▶ **PROBLEM DESCRIPTION**
Every record below must come back exactly as given.

[Records drawn from a dataset]
-----

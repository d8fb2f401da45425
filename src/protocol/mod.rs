//! Controller byte protocol
//!
//! Frames are one opcode byte optionally followed by one argument byte:
//!
//! | Opcode | Frame | Meaning |
//! |--------|-------|---------|
//! | `0x00..=0x0e` | 2 | set speed of train `byte[1]` to the opcode |
//! | `0x0f` | 2 | toggle reverse of train `byte[1]` |
//! | `0x20` | 1 | disable solenoid |
//! | `0x21..=0x22` | 2 | set switch `opcode - 0x21` to direction `byte[1]` |
//! | `0x85` | 1 | sensor poll, answered with the sensor report |
//!
//! A single `0x00` handshake byte precedes the first frame.

mod command;
mod decoder;

use log::{debug, warn};

pub use command::{
    Command, HANDSHAKE, OP_REVERSE, OP_SENSOR_POLL, OP_SOLENOID_OFF, OP_SPEED_MAX,
    OP_SWITCH_FIRST, OP_SWITCH_LAST,
};
pub use decoder::{CommandDecoder, ProtocolError, UnknownOpcode};

use crate::simulation::{Simulation, SwitchDirection};
use crate::transport::Transport;

/// Decodes every complete frame waiting in `decoder` and applies it.
///
/// Sensor polls are answered on `transport` as they are reached, so a poll
/// sees the effect of every frame before it. Returns the commands applied.
pub fn pump<T: Transport + ?Sized>(
    decoder: &mut CommandDecoder,
    sim: &mut Simulation,
    transport: &mut T,
) -> Result<Vec<Command>, ProtocolError> {
    let mut applied = Vec::new();
    while let Some(command) = decoder.next_command()? {
        dispatch(command, sim, transport);
        applied.push(command);
    }
    Ok(applied)
}

/// Applies one command to the simulation
pub fn dispatch<T: Transport + ?Sized>(command: Command, sim: &mut Simulation, transport: &mut T) {
    match command {
        Command::SetSpeed { train, speed } => {
            debug!("Setting speed of {} to {}", train, speed);
            if !sim.set_speed(train, speed) {
                warn!("Speed command for unknown train {}", train);
            }
        }
        Command::ToggleReverse { train } => {
            debug!("Toggling reverse of {}", train);
            if !sim.toggle_reverse(train) {
                warn!("Reverse command for unknown train {}", train);
            }
        }
        Command::DisableSolenoid => {
            debug!("Disabling solenoid");
        }
        Command::Switch { switch, direction } => match SwitchDirection::from_wire(direction) {
            Some(dir) => {
                debug!("Switch {} set {:?}", switch, dir);
                sim.set_switch(switch, dir);
            }
            None => warn!(
                "Switch {} given unknown direction {:#04x}, ignored",
                switch, direction
            ),
        },
        Command::SensorPoll => {
            let report = sim.sensor_report();
            debug!("Sensor poll, replying {:02x?}", report);
            transport.write(&report);
        }
    }
}
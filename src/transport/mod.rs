//! Byte-stream transports between the simulator and a controller
//!
//! Every transport is polled: [`Transport::service`] moves bytes between the
//! wire and internal buffers without blocking, [`Transport::read`] drains
//! whatever has arrived and [`Transport::write`] queues a reply.
//!
//! | Transport | Purpose |
//! |-----------|---------|
//! | [`TcpTransport`] | Non-blocking TCP connection to a controller |
//! | [`FakeTransport`] | Scripted input and captured output, no network |

mod fake;
mod tcp;

pub use fake::FakeTransport;
pub use tcp::TcpTransport;

use log::{info, warn};
use std::io;

/// Port the controller listens on by default
pub const DEFAULT_PORT: u16 = 1230;

pub trait Transport {
    /// Takes every byte received since the last call. Empty when nothing has
    /// arrived.
    fn read(&mut self) -> Vec<u8>;

    /// Queues bytes to be sent on a later [`Transport::service`] call.
    fn write(&mut self, bytes: &[u8]);

    /// Does whatever non-blocking I/O is possible right now.
    fn service(&mut self) -> anyhow::Result<()>;

    /// Whether the peer has gone away
    fn is_closed(&self) -> bool {
        false
    }
}

impl<T: Transport + ?Sized> Transport for Box<T> {
    fn read(&mut self) -> Vec<u8> {
        (**self).read()
    }

    fn write(&mut self, bytes: &[u8]) {
        (**self).write(bytes)
    }

    fn service(&mut self) -> anyhow::Result<()> {
        (**self).service()
    }

    fn is_closed(&self) -> bool {
        (**self).is_closed()
    }
}

/// Connects to a controller at `addr`.
///
/// A refused connection is not an error: the simulator falls back to a
/// [`FakeTransport`] that only sends the handshake, so it can run without a
/// controller attached.
pub fn connect(addr: &str) -> anyhow::Result<Box<dyn Transport>> {
    match TcpTransport::connect(addr) {
        Ok(tcp) => {
            info!("Connected to controller at {}", addr);
            Ok(Box::new(tcp))
        }
        Err(e)
            if e.downcast_ref::<io::Error>()
                .is_some_and(|io| io.kind() == io::ErrorKind::ConnectionRefused) =>
        {
            warn!("Connection to {} refused, running without a controller", addr);
            Ok(Box::new(FakeTransport::with_handshake()))
        }
        Err(e) => Err(e),
    }
}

-----

▶ **OUTPUT FOR THIS EXERCISE**
repository d8fb2f401da45425
filename src/protocol/mod.rs
//! Controller byte protocol
//!
//! Frames are one opcode byte optionally followed by one argument byte:
//!
//! | Opcode | Frame | Meaning |
//! |--------|-------|---------|
//! | `0x00..=0x0e` | 2 | set speed of train `byte[1]` to the opcode |
//! | `0x0f` | 2 | toggle reverse of train `byte[1]` |
//! | `0x20` | 1 | disable solenoid |
//! | `0x21..=0x22` | 2 | set switch `opcode - 0x21` to direction `byte[1]` |
//! | `0x85` | 1 | sensor poll, answered with the sensor report |
//!
//! A single `0x00` handshake byte precedes the first frame.

mod command;
mod decoder;

use log::{debug, warn};

pub use command::{
    Command, HANDSHAKE, OP_REVERSE, OP_SENSOR_POLL, OP_SOLENOID_OFF, OP_SPEED_MAX,
    OP_SWITCH_FIRST, OP_SWITCH_LAST,
};
pub use decoder::{CommandDecoder, ProtocolError, UnknownOpcode};

use crate::simulation::{Simulation, SwitchDirection};
use crate::transport::Transport;

/// Decodes every complete frame waiting in `decoder` and applies it.
///
/// Sensor polls are answered on `transport` as they are reached, so a poll
/// sees the effect of every frame before it. Returns the commands applied.
pub fn pump<T: Transport + ?Sized>(
    decoder: &mut CommandDecoder,
    sim: &mut Simulation,
    transport: &mut T,
) -> Result<Vec<Command>, ProtocolError> {
    let mut applied = Vec::new();
    while let Some(command) = decoder.next_command()? {
        dispatch(command, sim, transport);
        applied.push(command);
    }
    Ok(applied)
}

/// Applies one command to the simulation
pub fn dispatch<T: Transport + ?Sized>(command: Command, sim: &mut Simulation, transport: &mut T) {
    match command {
        Command::SetSpeed { train, speed } => {
            debug!("Setting speed of {} to {}", train, speed);
            if !sim.set_speed(train, speed) {
                warn!("Speed command for unknown train {}", train);
            }
        }
        Command::ToggleReverse { train } => {
            debug!("Toggling reverse of {}", train);
            if !sim.toggle_reverse(train) {
                warn!("Reverse command for unknown train {}", train);
            }
        }
        Command::DisableSolenoid => {
            debug!("Disabling solenoid");
        }
        Command::Switch { switch, direction } => match SwitchDirection::from_wire(direction) {
            Some(dir) => {
                debug!("Switch {} set {:?}", switch, dir);
                sim.set_switch(switch, dir);
            }
            None => warn!(
                "Switch {} given unknown direction {:#04x}, ignored",
                switch, direction
            ),
        },
        Command::SensorPoll => {
            let report = sim.sensor_report();
            debug!("Sensor poll, replying {:02x?}", report);
            transport.write(&report);
        }
    }
}
filename src/transport/mod.rs
//! Byte-stream transports between the simulator and a controller
//!
//! Every transport is polled: [`Transport::service`] moves bytes between the
//! wire and internal buffers without blocking, [`Transport::read`] drains
//! whatever has arrived and [`Transport::write`] queues a reply.
//!
//! | Transport | Purpose |
//! |-----------|---------|
//! | [`TcpTransport`] | Non-blocking TCP connection to a controller |
//! | [`FakeTransport`] | Scripted input and captured output, no network |

mod fake;
mod tcp;

pub use fake::FakeTransport;
pub use tcp::TcpTransport;

use log::{info, warn};
use std::io;

/// Port the controller listens on by default
pub const DEFAULT_PORT: u16 = 1230;

pub trait Transport {
    /// Takes every byte received since the last call. Empty when nothing has
    /// arrived.
    fn read(&mut self) -> Vec<u8>;

    /// Queues bytes to be sent on a later [`Transport::service`] call.
    fn write(&mut self, bytes: &[u8]);

    /// Does whatever non-blocking I/O is possible right now.
    fn service(&mut self) -> anyhow::Result<()>;

    /// Whether the peer has gone away
    fn is_closed(&self) -> bool {
        false
    }
}

impl<T: Transport + ?Sized> Transport for Box<T> {
    fn read(&mut self) -> Vec<u8> {
        (**self).read()
    }

    fn write(&mut self, bytes: &[u8]) {
        (**self).write(bytes)
    }

    fn service(&mut self) -> anyhow::Result<()> {
        (**self).service()
    }

    fn is_closed(&self) -> bool {
        (**self).is_closed()
    }
}

/// Connects to a controller at `addr`.
///
/// A refused connection is not an error: the simulator falls back to a
/// [`FakeTransport`] that only sends the handshake, so it can run without a
/// controller attached.
pub fn connect(addr: &str) -> anyhow::Result<Box<dyn Transport>> {
    match TcpTransport::connect(addr) {
        Ok(tcp) => {
            info!("Connected to controller at {}", addr);
            Ok(Box::new(tcp))
        }
        Err(e)
            if e.downcast_ref::<io::Error>()
                .is_some_and(|io| io.kind() == io::ErrorKind::ConnectionRefused) =>
        {
            warn!("Connection to {} refused, running without a controller", addr);
            Ok(Box::new(FakeTransport::with_handshake()))
        }
        Err(e) => Err(e),
    }
}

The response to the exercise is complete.